Dr Pierre Fender. Elles sont détectées par trois grands moyens. Le premier, c’est l’analyse du dossier de remboursement par le technicien de la caisse primaire d’assurance maladie. Le deuxième, ce sont des signalements, des témoignages qui nous sont adressés. Le troisième, ce sont des détections à partir de bases de données informatiques.
A quoi correspondent les mises sous contrôle préalable ? Dr P. F. C’est une procédure d’encadrement de la prescription du médecin pour éviter les abus. A chaque fois que le médecin prescrit, il doit la justifier auprès de la caisse. Cette procédure est engagée suite à une comparaison statistique des prescriptions du médecin par rapport à ses confrères. En 2008, 146 médecins ont été mis sous accord préalable pour abus d’arrêt de travail. 300 autres médecins sont entrés dans cette procédure pour des abus de prescriptions de masso-kinésithérapie et de transport sanitaire. Progressivement, le champ de cette procédure sera étendu à d’autres prestations.
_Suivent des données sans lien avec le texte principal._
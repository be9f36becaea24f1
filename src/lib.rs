//! Control daemon core for an observatory dome.
//!
//! Drives the azimuth and shutter stepper motors over a serial link, keeps
//! the slit aligned with the telescope and closes the shutter when the
//! supervising software stops asserting liveness.

pub mod config;
pub mod controller;
pub mod dome;
pub mod error;
pub mod geometry;
pub mod mock_controller;
pub mod motor_cmd_regex;
pub mod motor_command;
pub mod serial_link;
pub mod status;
Concrètement comment cela se passe ? Dr P. F. Si des abus sont repérés, le directeur de la caisse informe le médecin par courrier et écoute les justifications du professionnel. En fonction de la conclusion de leur entretien, le directeur peut convoquer une commission composée de représentants de la caisse et des libéraux pour avoir un avis. Après cela, le directeur décide de la mise sous accord préalable du médecin. Aujourd’hui, la durée moyenne de ces mises sous accord préalable est de 4 mois.